Only these lines are needed: the first line of the entries below through the line with "Ctrl-C is left to", each returned exactly.

(SOURCE RECORDS Opens)

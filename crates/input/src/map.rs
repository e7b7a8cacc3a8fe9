//! Key mapping from terminal events to game actions.

use crate::types::GameAction;
use crossterm::event::{KeyCode, KeyEvent, KeyModifiers};

/// Map keyboard input to game actions.
///
/// Ctrl-modified keys never map to an action, so Ctrl-C is left to
/// [`should_quit`].
pub fn handle_key_event(key: KeyEvent) -> Option<GameAction> {
    if key.modifiers.contains(KeyModifiers::CONTROL) {
        return None;
    }

    let code = match key.code {
        KeyCode::Char(c) => KeyCode::Char(c.to_ascii_lowercase()),
        other => other,
    };

    match code {
        // Movement
        KeyCode::Left | KeyCode::Char('h') | KeyCode::Char('a') => Some(GameAction::MoveLeft),
        KeyCode::Right | KeyCode::Char('l') | KeyCode::Char('d') => Some(GameAction::MoveRight),
        KeyCode::Down | KeyCode::Char('j') | KeyCode::Char('s') => Some(GameAction::SoftDrop),

        // Rotation
        KeyCode::Up | KeyCode::Char('k') | KeyCode::Char('w') | KeyCode::Char('x') => {
            Some(GameAction::Rotate)
        }
        KeyCode::Char('z') | KeyCode::Char('y') => Some(GameAction::RotateCcw),

        // Actions
        KeyCode::Char(' ') => Some(GameAction::HardDrop),
        KeyCode::Char('c') => Some(GameAction::Hold),
        KeyCode::Char('p') | KeyCode::Esc => Some(GameAction::TogglePause),

        // Restart
        KeyCode::Char('r') => Some(GameAction::Restart),

        _ => None,
    }
}

/// Check if key should quit the game.
pub fn should_quit(key: KeyEvent) -> bool {
    matches!(key.code, KeyCode::Char('q') | KeyCode::Char('Q'))
        || (key.code == KeyCode::Char('c') && key.modifiers.contains(KeyModifiers::CONTROL))
}
//! Read-only views of a game for renderers
//!
//! A [`GameSnapshot`] is `Copy` and holds the board as piece markers
//! (0 = empty, 1..=7 = [`PieceKind::marker`]), so a frontend can keep one
//! around and refill it with `GameState::snapshot_into` every frame.

use crate::board::MarkerGrid;
use crate::catalog::{Position, Shape};
use crate::game_state::Player;
use crate::types::{GamePhase, PieceKind, BOARD_HEIGHT, BOARD_WIDTH, NEXT_QUEUE_LEN};

#[derive(Debug, Clone, Copy, PartialEq, Eq, Hash)]
pub struct PlayerSnapshot {
    pub kind: PieceKind,
    pub shape: Shape,
    pub pos: Position,
}

impl From<Player> for PlayerSnapshot {
    fn from(value: Player) -> Self {
        Self {
            kind: value.kind,
            shape: value.shape,
            pos: value.pos,
        }
    }
}

impl PlayerSnapshot {
    /// Absolute board coordinates of every filled cell
    pub fn cells(&self) -> impl Iterator<Item = (i8, i8)> {
        let pos = self.pos;
        self.shape
            .filled_cells()
            .map(move |(dx, dy)| (pos.x + dx, pos.y + dy))
    }
}

/// Read-only copy of everything a renderer needs.
#[derive(Debug, Clone, Copy, PartialEq, Eq, Hash)]
pub struct GameSnapshot {
    /// Marker grid (`0` = empty, [`PieceKind::marker`] otherwise)
    pub board: MarkerGrid,
    pub player: PlayerSnapshot,
    pub ghost_y: i8,
    pub held: Option<PieceKind>,
    pub next: [PieceKind; NEXT_QUEUE_LEN],
    pub can_hold: bool,
    pub phase: GamePhase,
    pub score: u32,
    pub level: u32,
    pub lines: u32,
    pub combo: u32,
    pub drop_time_ms: u32,
}

impl GameSnapshot {
    pub fn playable(&self) -> bool {
        self.phase == GamePhase::Running
    }

    /// Board markers with the falling piece drawn in.
    ///
    /// Cells of the piece above the top edge are not shown.
    pub fn display_grid(&self) -> MarkerGrid {
        let mut grid = self.board;
        let marker = self.player.kind.marker();
        for (x, y) in self.player.cells() {
            if (0..BOARD_WIDTH as i8).contains(&x) && (0..BOARD_HEIGHT as i8).contains(&y) {
                grid[y as usize][x as usize] = marker;
            }
        }
        grid
    }

    /// Falling piece cells at the ghost row
    pub fn ghost_cells(&self) -> impl Iterator<Item = (i8, i8)> {
        let ghost = PlayerSnapshot {
            pos: Position::new(self.player.pos.x, self.ghost_y),
            ..self.player
        };
        ghost.cells()
    }
}

impl Default for GameSnapshot {
    fn default() -> Self {
        Self {
            board: [[0u8; BOARD_WIDTH as usize]; BOARD_HEIGHT as usize],
            player: PlayerSnapshot::from(Player::spawn(PieceKind::I)),
            ghost_y: 0,
            held: None,
            next: [PieceKind::I; NEXT_QUEUE_LEN],
            can_hold: true,
            phase: GamePhase::Running,
            score: 0,
            level: 0,
            lines: 0,
            combo: 0,
            drop_time_ms: 0,
        }
    }
}

#[cfg(test)]
mod tests {
    use super::*;
    use crate::game_state::GameState;

    #[test]
    fn test_snapshot_mirrors_state() {
        let state = GameState::new(9);
        let snap = state.snapshot();

        assert_eq!(snap.player.kind, state.player().kind);
        assert_eq!(snap.player.pos, state.player().pos);
        assert_eq!(&snap.next, state.next_pieces());
        assert_eq!(snap.ghost_y, state.ghost_y());
        assert_eq!(snap.drop_time_ms, 1000);
        assert!(snap.playable());
    }

    #[test]
    fn test_display_grid_projects_player() {
        let state = GameState::new(9);
        let snap = state.snapshot();
        let grid = snap.display_grid();

        let marker = state.player().kind.marker();
        let drawn = grid.iter().flatten().filter(|&&m| m == marker).count();
        assert_eq!(drawn, 4);
        // The board view itself is untouched.
        assert!(snap.board.iter().flatten().all(|&m| m == 0));
    }

    #[test]
    fn test_ghost_cells_sit_on_floor() {
        let snap = GameState::new(9).snapshot();
        let lowest = snap.ghost_cells().map(|(_, y)| y).max();
        assert_eq!(lowest, Some(BOARD_HEIGHT as i8 - 1));
    }
}
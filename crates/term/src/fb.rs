//! Framebuffer and style types for terminal rendering.

pub use crate::types::Rgb;

/// Minimal per-cell styling.
#[derive(Debug, Clone, Copy, PartialEq, Eq)]
pub struct CellStyle {
    pub fg: Rgb,
    pub bg: Rgb,
    pub bold: bool,
    pub dim: bool,
}

impl CellStyle {
    pub const fn new(fg: Rgb, bg: Rgb) -> Self {
        Self {
            fg,
            bg,
            bold: false,
            dim: false,
        }
    }

    pub const fn bold(self) -> Self {
        Self { bold: true, ..self }
    }

    pub const fn dim(self) -> Self {
        Self { dim: true, ..self }
    }

    pub const fn into_cell(self, ch: char) -> Cell {
        Cell { ch, style: self }
    }
}

impl Default for CellStyle {
    fn default() -> Self {
        Self::new(Rgb::new(220, 220, 220), Rgb::new(0, 0, 0))
    }
}

/// A single terminal cell.
#[derive(Debug, Clone, Copy, PartialEq, Eq)]
pub struct Cell {
    pub ch: char,
    pub style: CellStyle,
}

impl Default for Cell {
    fn default() -> Self {
        Self {
            ch: ' ',
            style: CellStyle::default(),
        }
    }
}

/// 2D framebuffer of styled character cells.
#[derive(Debug, Clone, PartialEq, Eq)]
pub struct FrameBuffer {
    width: u16,
    height: u16,
    cells: Vec<Cell>,
}

impl FrameBuffer {
    pub fn new(width: u16, height: u16) -> Self {
        let len = (width as usize) * (height as usize);
        Self {
            width,
            height,
            cells: vec![Cell::default(); len],
        }
    }

    pub fn width(&self) -> u16 {
        self.width
    }

    pub fn height(&self) -> u16 {
        self.height
    }

    /// Resize, keeping the allocation when possible. Contents are unspecified
    /// until the next [`FrameBuffer::clear`].
    pub fn resize(&mut self, width: u16, height: u16) {
        if self.width == width && self.height == height {
            return;
        }
        self.width = width;
        self.height = height;
        let len = (width as usize) * (height as usize);
        self.cells.resize(len, Cell::default());
    }

    pub fn cells(&self) -> &[Cell] {
        &self.cells
    }

    #[inline(always)]
    fn idx(&self, x: u16, y: u16) -> Option<usize> {
        if x >= self.width || y >= self.height {
            return None;
        }
        Some((y as usize) * (self.width as usize) + (x as usize))
    }

    pub fn get(&self, x: u16, y: u16) -> Option<Cell> {
        self.idx(x, y).map(|i| self.cells[i])
    }

    pub fn set(&mut self, x: u16, y: u16, cell: Cell) {
        if let Some(i) = self.idx(x, y) {
            self.cells[i] = cell;
        }
    }

    pub fn clear(&mut self, cell: Cell) {
        self.cells.fill(cell);
    }

    pub fn put_char(&mut self, x: u16, y: u16, ch: char, style: CellStyle) {
        self.set(x, y, Cell { ch, style });
    }

    /// Write a string left to right, clipped at the right edge.
    pub fn put_str(&mut self, x: u16, y: u16, s: &str, style: CellStyle) {
        let mut cx = x;
        for ch in s.chars() {
            if cx >= self.width {
                break;
            }
            self.put_char(cx, y, ch, style);
            cx += 1;
        }
    }

    /// Write a number in decimal without allocating.
    pub fn put_u32(&mut self, x: u16, y: u16, value: u32, style: CellStyle) {
        let mut digits = [0u8; 10];
        let mut n = value;
        let mut len = 0;
        loop {
            digits[len] = b'0' + (n % 10) as u8;
            len += 1;
            n /= 10;
            if n == 0 {
                break;
            }
        }
        for (i, &d) in digits[..len].iter().rev().enumerate() {
            self.put_char(x.saturating_add(i as u16), y, d as char, style);
        }
    }

    pub fn fill_rect(&mut self, x: u16, y: u16, w: u16, h: u16, ch: char, style: CellStyle) {
        for dy in 0..h {
            for dx in 0..w {
                self.put_char(x.saturating_add(dx), y.saturating_add(dy), ch, style);
            }
        }
    }

    /// Read back a row as plain text (styles dropped).
    pub fn row_text(&self, y: u16) -> String {
        (0..self.width)
            .filter_map(|x| self.get(x, y))
            .map(|c| c.ch)
            .collect()
    }
}
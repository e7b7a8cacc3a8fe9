//! Engine-facing driver around the core game.
//!
//! Frontends never call into [`blockfall_core::GameState`] directly: they push
//! actions and elapsed time into a [`Session`], which applies them one at a
//! time in arrival order.

pub mod session;

pub use blockfall_core as core;
pub use blockfall_types as types;

pub use session::{Command, Session};
//! Blockfall (workspace facade crate).
//!
//! Re-exports the workspace crates as `blockfall::{core,engine,input,term,types}`
//! and holds the runtime [`config`] shared by the binary.

pub mod config;

pub use blockfall_core as core;
pub use blockfall_engine as engine;
pub use blockfall_input as input;
pub use blockfall_term as term;
pub use blockfall_types as types;
//! Terminal Blockfall runner (default binary).
//!
//! Keys and timer ticks are pushed into one [`Session`], which applies them in
//! arrival order. Rendering uses a framebuffer diffed against the last frame.

use std::fs::File;
use std::time::{Duration, Instant};

use anyhow::{Context, Result};
use crossterm::event::{self, Event, KeyEventKind};
use log::info;

use blockfall::config::Config;
use blockfall::engine::Session;
use blockfall::input::{handle_key_event, should_quit};
use blockfall::term::{FrameBuffer, GameView, TerminalRenderer, Viewport};

fn main() -> Result<()> {
    let config = Config::from_env();
    init_logging(&config)?;
    info!(
        "starting: seed {}, tick {}ms, {:?} randomizer",
        config.seed, config.tick_ms, config.randomizer
    );

    let mut term = TerminalRenderer::new();
    term.enter()?;

    let result = run(&mut term, &config);

    // Always try to restore terminal state.
    let _ = term.exit();
    result
}

/// The terminal is in raw alternate-screen mode, so logs only ever go to a file.
fn init_logging(config: &Config) -> Result<()> {
    let Some(path) = &config.log_path else {
        return Ok(());
    };
    let file = File::create(path)
        .with_context(|| format!("failed to create log file {}", path.display()))?;
    env_logger::Builder::from_env(env_logger::Env::default().default_filter_or("info"))
        .target(env_logger::Target::Pipe(Box::new(file)))
        .init();
    Ok(())
}

fn run(term: &mut TerminalRenderer, config: &Config) -> Result<()> {
    let mut session = Session::with_randomizer(config.seed, config.randomizer);
    let view = GameView::default();
    let mut fb = FrameBuffer::new(0, 0);

    let tick_duration = Duration::from_millis(u64::from(config.tick_ms));
    let mut last_tick = Instant::now();

    loop {
        // Render.
        let (w, h) = crossterm::terminal::size().unwrap_or((80, 24));
        view.render_into(
            &session.snapshot(),
            session.particles(),
            Viewport::new(w, h),
            &mut fb,
        );
        term.draw_swap(&mut fb)?;

        // Input with timeout until next tick.
        let timeout = tick_duration.saturating_sub(last_tick.elapsed());
        if event::poll(timeout)? {
            match event::read()? {
                Event::Key(key) if key.kind != KeyEventKind::Release => {
                    if should_quit(key) {
                        info!("quit (score {})", session.state().score());
                        return Ok(());
                    }
                    if let Some(action) = handle_key_event(key) {
                        session.push(action);
                    }
                }
                Event::Resize(_, _) => term.invalidate(),
                _ => {}
            }
        }

        // Tick.
        let elapsed = last_tick.elapsed();
        if elapsed >= tick_duration {
            last_tick = Instant::now();
            let elapsed_ms = u32::try_from(elapsed.as_millis()).unwrap_or(u32::MAX);
            session.advance(elapsed_ms);
        } else {
            session.drain();
        }
    }
}
use std::process::ExitCode;

use bandsite_lib::cli::Cli;
use clap::Parser;
use tracing_subscriber::EnvFilter;

fn main() -> ExitCode {
  // Logs to stderr so `show --json` output stays clean. RUST_LOG overrides.
  let filter = EnvFilter::try_from_default_env().unwrap_or_else(|_| EnvFilter::new("warn"));
  tracing_subscriber::fmt().with_env_filter(filter).with_writer(std::io::stderr).init();

  let cli = Cli::parse();

  match bandsite_lib::run(cli) {
    Ok(()) => ExitCode::SUCCESS,
    Err(e) => {
      eprintln!("error: {e:#}");
      ExitCode::FAILURE
    }
  }
}
use crate::domain::FieldPath;
use crate::editor::editable_field::{EditableField, FieldEvent, FieldMode, FieldOutcome, FieldView};
use crate::errors::ContentError;
use crate::ports::SlotStorage;
use crate::services::{ContentStore, SessionStore};

/// Campo editable conectado a una ruta del documento.
///
/// Lee el valor del `ContentStore` en cada llamada y, al confirmar, escribe
/// el borrador con `ContentStore::write_path`. El modo edición lo decide el
/// `SessionStore`.
#[derive(Debug, Clone)]
pub struct BoundField {
  path: FieldPath,
  field: EditableField,
}

impl BoundField {
  pub fn new(path: FieldPath) -> Self {
    let mode = if path.is_multiline() { FieldMode::MultiLine } else { FieldMode::SingleLine };
    Self { path, field: EditableField::new(mode) }
  }

  pub fn path(&self) -> FieldPath {
    self.path
  }

  pub fn field(&self) -> &EditableField {
    &self.field
  }

  pub fn view<S: SlotStorage>(&self, store: &ContentStore<S>, session: &SessionStore) -> FieldView {
    let value = store.read_path(&self.path).unwrap_or_default();
    self.field.view(&value, session.is_edit_mode())
  }

  /// Procesa un evento; si confirma, el valor se escribe en el store.
  ///
  /// Un error de escritura se devuelve tal cual: el campo ya ha salido de
  /// edición y el store conserva el valor anterior.
  pub fn handle<S: SlotStorage>(
    &mut self,
    event: FieldEvent,
    store: &mut ContentStore<S>,
    session: &SessionStore,
  ) -> Result<FieldOutcome, ContentError> {
    let path = self.path;
    let value = store.read_path(&path).unwrap_or_default();

    let mut written = Ok(());
    let outcome = self.field.handle(event, &value, session.is_edit_mode(), |draft| {
      written = store.write_path(&path, draft);
    });
    written?;

    Ok(outcome)
  }
}
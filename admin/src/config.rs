use bandsite_config::{ConfigError, TomlConfigBackend};
use bandsite_core::domain::Theme;
use serde::{Deserialize, Serialize};

/// Sección `[site]` de bandsite.toml.
#[derive(Debug, Default, Clone, PartialEq, Serialize, Deserialize)]
pub struct SiteConfig {
  /// Tema usado cuando el slot de tema está vacío o es desconocido.
  #[serde(default)]
  pub default_theme: Theme,
}

impl SiteConfig {
  pub fn load(backend: &TomlConfigBackend) -> Result<Self, ConfigError> {
    backend.load_section_with_default("site")
  }
}

#[cfg(test)]
mod tests {
  use super::*;
  use bandsite_config::BandsitePaths;
  use tempfile::tempdir;

  #[test]
  fn test_site_section_selects_default_theme() {
    let tmp = tempdir().unwrap();
    let backend = TomlConfigBackend::new(BandsitePaths::rooted(tmp.path()).unwrap());
    assert_eq!(SiteConfig::load(&backend).unwrap().default_theme, Theme::Atmospheric);

    std::fs::write(backend.paths().config_file(), "[site]\ndefault_theme = \"raw\"\n").unwrap();
    assert_eq!(SiteConfig::load(&backend).unwrap().default_theme, Theme::Raw);
  }
}
pub mod content;
pub mod defaults;
pub mod field;
pub mod session;
pub mod theme;
pub mod validation;

pub use content::{Album, BandMember, ContentDocument, SocialLink, TourDate};
pub use field::{AlbumPart, FieldPath, FieldPathError, FieldUpdate, MemberPart, SocialLinkPart, TextField, TourDatePart};
pub use session::{SessionPhase, SessionState};
pub use theme::{Palette, Theme};
pub use validation::ValidationError;
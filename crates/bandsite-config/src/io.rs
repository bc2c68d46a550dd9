use std::fs;
use std::io::{self, Write};
use std::path::Path;

/// Escribe el fichero completo o no lo toca: primero a `.tmp`, luego `rename`.
pub fn atomic_write_str(path: &Path, contents: &str) -> io::Result<()> {
  let tmp_path = path.with_extension("tmp");

  {
    let mut tmp_file = fs::File::create(&tmp_path)?;
    tmp_file.write_all(contents.as_bytes())?;
    tmp_file.sync_all()?;
  }

  fs::rename(&tmp_path, path)?;
  Ok(())
}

(SOURCE RECORDS Closes)

■ **TASK RESPONSE**:
filename crates/input/src/map.rs
repository e7b7a8cacc3a8fe9
//! Key mapping from terminal events to game actions.

use crate::types::GameAction;
use crossterm::event::{KeyCode, KeyEvent, KeyModifiers};

/// Map keyboard input to game actions.
///
/// Ctrl-modified keys never map to an action, so Ctrl-C is left to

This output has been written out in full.